▸ **Collected data**
::::::

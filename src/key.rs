//! Deterministic cache keys and synthetic file names for virtual modules.
//!
//! ```text
//! (id = "virtual:routes", importer = "/app/src/main.ts", plugin = "router")
//!        │
//!        ├─► key       = sha256(id ␀ importer)[..16]        "3f9a0c…"
//!        └─► file name = <importer dir>/__virtual_router_3f9a0c….ts
//! ```
//!
//! The synthetic file lives next to its importer so relative imports inside
//! generated source resolve the same way they would from the importer.

use std::path::{Path, PathBuf};

use sha2::{Digest, Sha256};

/// File name prefix shared by every synthetic module.
pub const VIRTUAL_FILE_PREFIX: &str = "__virtual_";

/// Extension given to synthetic modules (always TypeScript source).
pub const VIRTUAL_FILE_EXTENSION: &str = "ts";

const KEY_LEN: usize = 16;

/// Cache key for an `(id, importer)` pair.
///
/// Stable across processes and rebuilds; distinct pairs collide only on a
/// 64-bit hash prefix collision.
pub fn virtual_key(id: &str, importer: &str) -> String {
    let mut hasher = Sha256::new();
    hasher.update(id.as_bytes());
    hasher.update([0u8]);
    hasher.update(importer.as_bytes());
    let digest = hasher.finalize();

    let mut key = String::with_capacity(KEY_LEN);
    for byte in digest.iter().take(KEY_LEN / 2) {
        key.push_str(&format!("{byte:02x}"));
    }
    key
}

/// Synthetic file name for a record.
pub fn virtual_file_name(plugin_name: &str, key: &str, importer: &str) -> PathBuf {
    let dir = Path::new(importer)
        .parent()
        .map(Path::to_path_buf)
        .unwrap_or_default();
    dir.join(format!(
        "{VIRTUAL_FILE_PREFIX}{}_{key}.{VIRTUAL_FILE_EXTENSION}",
        sanitize_plugin_name(plugin_name)
    ))
}

/// Whether a path carries the synthetic-module naming convention.
///
/// This is a naming check only; whether a record backs the file is the
/// store's business.
pub fn looks_virtual(path: &Path) -> bool {
    path.file_name()
        .and_then(|name| name.to_str())
        .is_some_and(|name| {
            name.starts_with(VIRTUAL_FILE_PREFIX) && name.ends_with(".ts")
        })
}

/// Keep plugin names readable in paths without letting them add components.
fn sanitize_plugin_name(name: &str) -> String {
    name.chars()
        .map(|c| {
            if c.is_ascii_alphanumeric() || c == '-' {
                c
            } else {
                '-'
            }
        })
        .collect()
}

#[cfg(test)]
mod tests {
    use super::*;

    #[test]
    fn test_key_is_deterministic() {
        let a = virtual_key("virtual:foo", "/app/main.ts");
        let b = virtual_key("virtual:foo", "/app/main.ts");
        assert_eq!(a, b);
        assert_eq!(a.len(), KEY_LEN);
    }

    #[test]
    fn test_key_separates_pairs() {
        // Concatenation ambiguity must not collide.
        let a = virtual_key("ab", "c");
        let b = virtual_key("a", "bc");
        assert_ne!(a, b);
        assert_ne!(
            virtual_key("virtual:foo", "/app/a.ts"),
            virtual_key("virtual:foo", "/app/b.ts")
        );
    }

    #[test]
    fn test_file_name_embeds_plugin_and_key() {
        let key = virtual_key("virtual:foo", "/app/src/main.ts");
        let name = virtual_file_name("my/plugin", &key, "/app/src/main.ts");
        assert_eq!(name.parent().unwrap(), Path::new("/app/src"));
        let file = name.file_name().unwrap().to_str().unwrap();
        assert!(file.starts_with("__virtual_my-plugin_"));
        assert!(file.contains(&key));
        assert!(looks_virtual(&name));
        assert!(!looks_virtual(Path::new("/app/src/main.ts")));
    }
}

::::::

▸ **Exercise details**
Please output the complete set of records above without any alteration.

▸ **Finished task**
filename src/key.rs
//! Deterministic cache keys and synthetic file names for virtual modules.
//!
//! ```text
//! (id = "virtual:routes", importer = "/app/src/main.ts", plugin = "router")
//!        │
//!        ├─► key       = sha256(id ␀ importer)[..16]        "3f9a0c…"
//!        └─► file name = <importer dir>/__virtual_router_3f9a0c….ts
//! ```
//!
//! The synthetic file lives next to its importer so relative imports inside
//! generated source resolve the same way they would from the importer.

use std::path::{Path, PathBuf};

use sha2::{Digest, Sha256};

/// File name prefix shared by every synthetic module.
pub const VIRTUAL_FILE_PREFIX: &str = "__virtual_";

/// Extension given to synthetic modules (always TypeScript source).
pub const VIRTUAL_FILE_EXTENSION: &str = "ts";

const KEY_LEN: usize = 16;

/// Cache key for an `(id, importer)` pair.
///
/// Stable across processes and rebuilds; distinct pairs collide only on a
/// 64-bit hash prefix collision.
pub fn virtual_key(id: &str, importer: &str) -> String {
    let mut hasher = Sha256::new();
    hasher.update(id.as_bytes());
    hasher.update([0u8]);
    hasher.update(importer.as_bytes());
    let digest = hasher.finalize();

    let mut key = String::with_capacity(KEY_LEN);
    for byte in digest.iter().take(KEY_LEN / 2) {
        key.push_str(&format!("{byte:02x}"));
    }
    key
}

/// Synthetic file name for a record.
pub fn virtual_file_name(plugin_name: &str, key: &str, importer: &str) -> PathBuf {
    let dir = Path::new(importer)
        .parent()
        .map(Path::to_path_buf)
        .unwrap_or_default();
    dir.join(format!(
        "{VIRTUAL_FILE_PREFIX}{}_{key}.{VIRTUAL_FILE_EXTENSION}",
        sanitize_plugin_name(plugin_name)
    ))
}

/// Whether a path carries the synthetic-module naming convention.
///
/// This is a naming check only; whether a record backs the file is the
/// store's business.
pub fn looks_virtual(path: &Path) -> bool {
    path.file_name()
        .and_then(|name| name.to_str())
        .is_some_and(|name| {
            name.starts_with(VIRTUAL_FILE_PREFIX) && name.ends_with(".ts")
        })
}

/// Keep plugin names readable in paths without letting them add components.
fn sanitize_plugin_name(name: &str) -> String {
    name.chars()
        .map(|c| {
            if c.is_ascii_alphanumeric() || c == '-' {
                c
            } else {
                '-'
            }
        })
        .collect()
}

#[cfg(test)]
mod tests {
    use super::*;

    #[test]
    fn test_key_is_deterministic() {
        let a = virtual_key("virtual:foo", "/app/main.ts");
        let b = virtual_key("virtual:foo", "/app/main.ts");
        assert_eq!(a, b);
        assert_eq!(a.len(), KEY_LEN);
    }

    #[test]
    fn test_key_separates_pairs() {
        // Concatenation ambiguity must not collide.
        let a = virtual_key("ab", "c");
        let b = virtual_key("a", "bc");
        assert_ne!(a, b);
        assert_ne!(
            virtual_key("virtual:foo", "/app/a.ts"),
            virtual_key("virtual:foo", "/app/b.ts")
        );
    }

    #[test]
    fn test_file_name_embeds_plugin_and_key() {
        let key = virtual_key("virtual:foo", "/app/src/main.ts");
        let name = virtual_file_name("my/plugin", &key, "/app/src/main.ts");
        assert_eq!(name.parent().unwrap(), Path::new("/app/src"));
        let file = name.file_name().unwrap().to_str().unwrap();
        assert!(file.starts_with("__virtual_my-plugin_"));
        assert!(file.contains(&key));
        assert!(looks_virtual(&name));
        assert!(!looks_virtual(Path::new("/app/src/main.ts")));
    }
}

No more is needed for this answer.